The State of Affordability

According to the latest reports, the share of income required to cover ownership costs is still near record highs. In major cities like Toronto and Vancouver, households are spending more than 60% of their income on housing expenses, far above the traditional affordability benchmark of 30–35%.

Even in smaller markets such as Calgary, Ottawa, and Halifax, affordability pressures are mounting as prices have climbed steadily while wages have failed to keep pace.

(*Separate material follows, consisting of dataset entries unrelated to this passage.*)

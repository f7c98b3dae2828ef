//! File-backed repository tests
//!
//! These tests verify that:
//! 1. Buckets and values survive closing and reopening the store
//! 2. The physical layout (catalog row, table, indexes) matches the schema
//! 3. Reads through the reader pool observe committed writes
//! 4. A failed bucket creation leaves neither catalog entry nor table

use bucketstore_core::{Criteria, DataType, Error, Field, Object, Schema, Value};
use bucketstore_storage::{PutOutcome, Repository, SqliteRepository, StoreConfig};
use rusqlite::Connection;
use tempfile::tempdir;

fn users_schema() -> Schema {
    Schema::new(vec![
        Field::new("age", DataType::Number).required().indexed(),
        Field::new("active", DataType::Bool).indexed(),
        Field::new("name", DataType::String),
    ])
}

#[test]
fn test_data_survives_reopen() {
    let dir = tempdir().unwrap();
    let path = dir.path().join("store.db");

    {
        let repo = SqliteRepository::open(StoreConfig::file(&path)).unwrap();
        repo.create_bucket("users", &users_schema()).unwrap();
        let obj = Object::new().with("age", 30.0).with("name", "ann");
        repo.put_value("users", "u1", &obj).unwrap();
    }

    let repo = SqliteRepository::open(StoreConfig::file(&path)).unwrap();
    let info = repo.get_bucket("users").unwrap().unwrap();
    assert_eq!(info.schema, users_schema());

    let back = repo.get_value("users", "u1").unwrap().unwrap();
    assert_eq!(back.get("age"), Some(&Value::Number(30.0)));
    assert_eq!(back.get("name"), Some(&Value::from("ann")));
    assert_eq!(back.get("active"), None);
}

#[test]
fn test_physical_layout() {
    let dir = tempdir().unwrap();
    let path = dir.path().join("store.db");
    let repo = SqliteRepository::open(StoreConfig::file(&path)).unwrap();
    repo.create_bucket("users", &users_schema()).unwrap();

    let conn = Connection::open(&path).unwrap();
    let catalog_rows: i64 = conn
        .query_row(
            "SELECT COUNT(*) FROM bucket_catalog WHERE bucket_name = 'users'",
            [],
            |r| r.get(0),
        )
        .unwrap();
    assert_eq!(catalog_rows, 1);

    let mut stmt = conn
        .prepare("SELECT name FROM sqlite_master WHERE type = 'index' AND name LIKE 'ix:%' ORDER BY name")
        .unwrap();
    let indexes: Vec<String> = stmt
        .query_map([], |r| r.get(0))
        .unwrap()
        .map(|r| r.unwrap())
        .collect();
    assert_eq!(indexes, vec!["ix:users:active", "ix:users:age"]);

    let columns: i64 = conn
        .query_row("SELECT COUNT(*) FROM pragma_table_info('users')", [], |r| {
            r.get(0)
        })
        .unwrap();
    assert_eq!(columns, 4);
}

#[test]
fn test_drop_removes_table_and_indexes() {
    let dir = tempdir().unwrap();
    let path = dir.path().join("store.db");
    let repo = SqliteRepository::open(StoreConfig::file(&path)).unwrap();
    repo.create_bucket("users", &users_schema()).unwrap();
    repo.drop_bucket("users").unwrap();

    let conn = Connection::open(&path).unwrap();
    let leftovers: i64 = conn
        .query_row(
            "SELECT COUNT(*) FROM sqlite_master WHERE tbl_name = 'users'",
            [],
            |r| r.get(0),
        )
        .unwrap();
    assert_eq!(leftovers, 0);
}

#[test]
fn test_reader_pool_sees_committed_writes() {
    let dir = tempdir().unwrap();
    let config = StoreConfig::file(dir.path().join("store.db")).with_read_pool_size(2);
    let repo = SqliteRepository::open(config).unwrap();
    repo.create_bucket("users", &users_schema()).unwrap();

    for i in 0..6 {
        let key = format!("u{i}");
        let obj = Object::new().with("age", f64::from(i)).with("active", i % 2 == 0);
        assert_eq!(
            repo.put_value("users", &key, &obj).unwrap(),
            PutOutcome::Created
        );
        // Alternating readers must all see the write
        assert_eq!(repo.get_value("users", &key).unwrap(), Some(obj.clone()));
        assert_eq!(repo.get_value("users", &key).unwrap(), Some(obj));
    }

    let criteria = Criteria::new()
        .with("active", "true")
        .normalize(&users_schema())
        .unwrap();
    assert_eq!(
        repo.find_keys("users", &criteria).unwrap(),
        vec!["u0", "u2", "u4"]
    );
}

#[test]
fn test_failed_create_leaves_nothing_behind() {
    let dir = tempdir().unwrap();
    let path = dir.path().join("store.db");
    let repo = SqliteRepository::open(StoreConfig::file(&path)).unwrap();

    // A table that exists outside the catalog makes the DDL fail mid-transaction
    {
        let conn = Connection::open(&path).unwrap();
        conn.execute_batch("CREATE TABLE \"orders\" (x INTEGER)").unwrap();
    }

    let err = repo.create_bucket("orders", &users_schema()).unwrap_err();
    assert!(matches!(err, Error::Unexpected(_)));
    assert!(repo.get_bucket("orders").unwrap().is_none());
    assert!(repo.bucket_names().unwrap().is_empty());
}

#[test]
fn test_delete_journal_mode() {
    let dir = tempdir().unwrap();
    let config = StoreConfig::from_toml_str(&format!(
        "path = {:?}\njournal_mode = \"delete\"\nread_pool_size = 1\n",
        dir.path().join("store.db")
    ))
    .unwrap();
    let repo = SqliteRepository::open(config).unwrap();
    repo.create_bucket("users", &users_schema()).unwrap();
    repo.put_value("users", "u1", &Object::new().with("age", 1.0))
        .unwrap();
    assert!(repo.delete_value("users", "u1").unwrap());
    assert!(!repo.delete_value("users", "u1").unwrap());
}
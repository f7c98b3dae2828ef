//! Criteria compiler
//!
//! Turns a normalized [`CriteriaSet`] into one parameterized `SELECT`:
//!
//! ```text
//! SELECT "key" FROM "users"
//! WHERE "age" IN (SELECT value FROM json_each(?1))
//!   AND "active" IN (SELECT value FROM json_each(?2))
//! ORDER BY "key"
//! ```
//!
//! Each field's allowed values are de-duplicated and bound as a single JSON
//! array, so the parameter count is one per field no matter how many values
//! a request lists. `json_each` yields booleans as `0`/`1`, numbers as
//! `REAL` and strings as `TEXT`, matching what the codec stores.
//!
//! Identifiers come from the schema and are quoted; values are only ever
//! bound as parameters. A `NULL` column fails every `IN` test, so objects
//! missing a criteria field never match.

use super::tables::quote_ident;
use bucketstore_core::limits::KEY_COLUMN;
use bucketstore_core::{CriteriaSet, Error, Result, Value};
use rusqlite::types::Value as SqlValue;
use rusqlite::{params_from_iter, Transaction};
use std::collections::HashSet;

/// Compiled search: SQL text plus positional parameters
#[derive(Debug, Clone, PartialEq)]
pub struct SearchQuery {
    /// Statement text with `?N` placeholders
    pub sql: String,
    /// Values for the placeholders, in order
    pub params: Vec<SqlValue>,
}

/// Render `values` as a JSON array, dropping repeats
fn json_array(values: &[Value]) -> Result<String> {
    let mut seen = HashSet::with_capacity(values.len());
    let mut items = Vec::with_capacity(values.len());
    for value in values {
        let item = serde_json::to_string(value).map_err(Error::unexpected)?;
        if seen.insert(item.clone()) {
            items.push(item);
        }
    }
    Ok(format!("[{}]", items.join(",")))
}

/// Compile `criteria` against `bucket`
///
/// Returns `Ok(None)` when the criteria cannot match anything, so the caller
/// can skip the query altogether.
pub fn compile(bucket: &str, criteria: &CriteriaSet) -> Result<Option<SearchQuery>> {
    if criteria.is_unsatisfiable() {
        return Ok(None);
    }

    let mut sql = format!(
        "SELECT {key} FROM {} ",
        quote_ident(bucket),
        key = quote_ident(KEY_COLUMN)
    );
    let mut params = Vec::with_capacity(criteria.terms().len());
    let mut clauses = Vec::with_capacity(criteria.terms().len());
    for term in criteria.terms() {
        params.push(SqlValue::Text(json_array(&term.values)?));
        clauses.push(format!(
            "{} IN (SELECT value FROM json_each(?{}))",
            quote_ident(&term.field),
            params.len()
        ));
    }

    if !clauses.is_empty() {
        sql.push_str("WHERE ");
        sql.push_str(&clauses.join(" AND "));
        sql.push(' ');
    }
    sql.push_str("ORDER BY ");
    sql.push_str(&quote_ident(KEY_COLUMN));

    Ok(Some(SearchQuery { sql, params }))
}

/// Run a compiled search, returning matching keys in ascending order
pub(crate) fn run(tx: &Transaction<'_>, query: &SearchQuery) -> Result<Vec<String>> {
    let mut stmt = tx.prepare(&query.sql).map_err(Error::unexpected)?;
    let rows = stmt
        .query_map(params_from_iter(query.params.iter()), |row| {
            row.get::<_, String>(0)
        })
        .map_err(Error::unexpected)?;
    rows.collect::<std::result::Result<Vec<_>, _>>()
        .map_err(Error::unexpected)
}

First-Time Buyers Hit the Hardest

  • Higher Down Payments: With the average Canadian home price hovering around $720,000, even a 10% down payment requires over $70,000 in savings—an impossible target for many young families.
  • Stress Test Impact: The mortgage stress test still requires borrowers to qualify at two percentage points above the contract rate, adding to the barriers for new entrants.
  • Rising Debt Loads: Many potential buyers are already burdened with student loans, auto loans, or credit card balances, leaving little room to take on large mortgages.

Real-Life Example

Take the case of a young couple in Mississauga earning a combined household income of $120,000. Even with solid credit scores, they are struggling to qualify for a modest townhome priced at $800,000. The stress test requires them to prove affordability at nearly 7%, pushing their buying power down to under $600,000.


Market Responses

  • Developers: Some builders are shifting focus to smaller units, stacked townhomes, and micro-condos targeted at first-time buyers.
  • Government Programs: The federal First-Time Home Buyer Incentive (FTHBI) and RRSP Home Buyers’ Plan continue to provide support, but uptake remains limited due to tight eligibility.
  • Lenders: Alternative lenders are offering more flexible options, but often at higher rates that risk pushing buyers into unaffordable debt.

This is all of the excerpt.